A young crescent Moon. Photo Nick Lomb
The first visibility of the crescent Moon after the astronomical instant of new Moon is not only of interest to astronomers, but is of particular significance in the Islamic calendar. The crescent Moon is always first visible after sunset. For it to be visible the Moon has to have moved away from the glare of the Sun and it has to be suitably high above the horizon at sunset so that there is time for the sky to become sufficiently dark before moonset.
A number of criteria for predicting the visibility of the crescent Moon have been developed over the years.
The simplest useful criterion is the lagtime between sunset and moonset. If that time is greater than 47 minutes (at the latitude of Sydney) the crescent Moon should be visible to the unaided eye after sunset and before the setting of the Moon. This value for the time lag at Sydney’s latitude comes from the work of Mohammad Ilyas of the University of Science Malaysia (Quarterly Journal of the Royal Astronomical Society, volume 35, pages 425 to 461, 1994).
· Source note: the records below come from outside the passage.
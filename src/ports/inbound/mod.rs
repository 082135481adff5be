/// Inbound ports (Driving ports) - Use case interfaces
///
/// These ports define the interfaces that external adapters (e.g., CLI)
/// use to interact with the application core.
pub mod component_tree_port;

pub use component_tree_port::ComponentTreePort;
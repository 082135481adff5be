use crate::shared::Result;

/// OutputPresenter port for presenting final output
///
/// This port abstracts the output destination (stdout, file, etc.)
/// where the formatted component tree is presented.
pub trait OutputPresenter {
    /// Presents the formatted component tree to the output destination
    ///
    /// # Arguments
    /// * `content` - The formatted component tree to present
    ///
    /// # Returns
    /// Success or error if presentation fails
    ///
    /// # Errors
    /// Returns an error if:
    /// - Writing to the output destination fails
    /// - File permissions prevent writing
    /// - Disk space is insufficient
    fn present(&self, content: &str) -> Result<()>;
}
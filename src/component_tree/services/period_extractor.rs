use crate::component_tree::domain::{Period, Snapshot, MAX_PERIOD_INDEX};
use chrono::{DateTime, Utc};

/// Date-time layout used for period dates, e.g. 2016-01-11T10:49:50+0000
const DATE_TIME_FORMAT: &str = "%Y-%m-%dT%H:%M:%S%z";

/// PeriodExtractor service deriving comparison periods from a snapshot
pub struct PeriodExtractor;

impl PeriodExtractor {
    /// Extracts the dated periods of a snapshot, ordered by index
    ///
    /// Slots without a date are skipped, so the result has at most five
    /// entries with strictly increasing indexes.
    pub fn extract(snapshot: &Snapshot) -> Vec<Period> {
        (1..=MAX_PERIOD_INDEX)
            .filter_map(|index| {
                snapshot.period_date(index).map(|date| Period {
                    index,
                    mode: snapshot.period_mode(index).map(String::from),
                    parameter: snapshot.period_parameter(index).map(String::from),
                    date: Some(Self::format_date_time(date)),
                })
            })
            .collect()
    }

    pub fn format_date_time(date: DateTime<Utc>) -> String {
        date.format(DATE_TIME_FORMAT).to_string()
    }

    /// Period indexes, in the order of the period list
    pub fn indexes(periods: &[Period]) -> Vec<usize> {
        periods.iter().map(|p| p.index).collect()
    }
}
In July 2014 the Islamic month of Shawwal begins after the new Moon of 27 July. Although this occurs in the morning at 8:42 am AEST, there is no possibility of the Moon being seen that evening as in Sydney it sets only 24 minutes after the Sun.
A global map of the visibility of the Moon for 27 July is shown here. The map clearly indicates that the new Moon is not visible that day from Australia, but under perfect conditions can be seen from most of South America.
From Sydney the crescent Moon will be visible on Monday 28 July. The best time to view will be 5:47 pm when it be at azimuth 289° and altitude 7°. Its age at the time will be 33 hours 5 minutes.
Finding chart for the crescent Moon from Sydney at 5:47 pm AEST on 28 July 2014. Chart made with Stellarium
Anyone interested in trying to view the crescent Moon needs to find a place with a good view towards the western horizon as it will be very low in the sky. A pair of binoculars could help to locate it first in the still bright sky and only expect to see the crescent if the sky towards the west is absolutely free from clouds. Please let us know in the comments if you do manage to see the crescent Moon.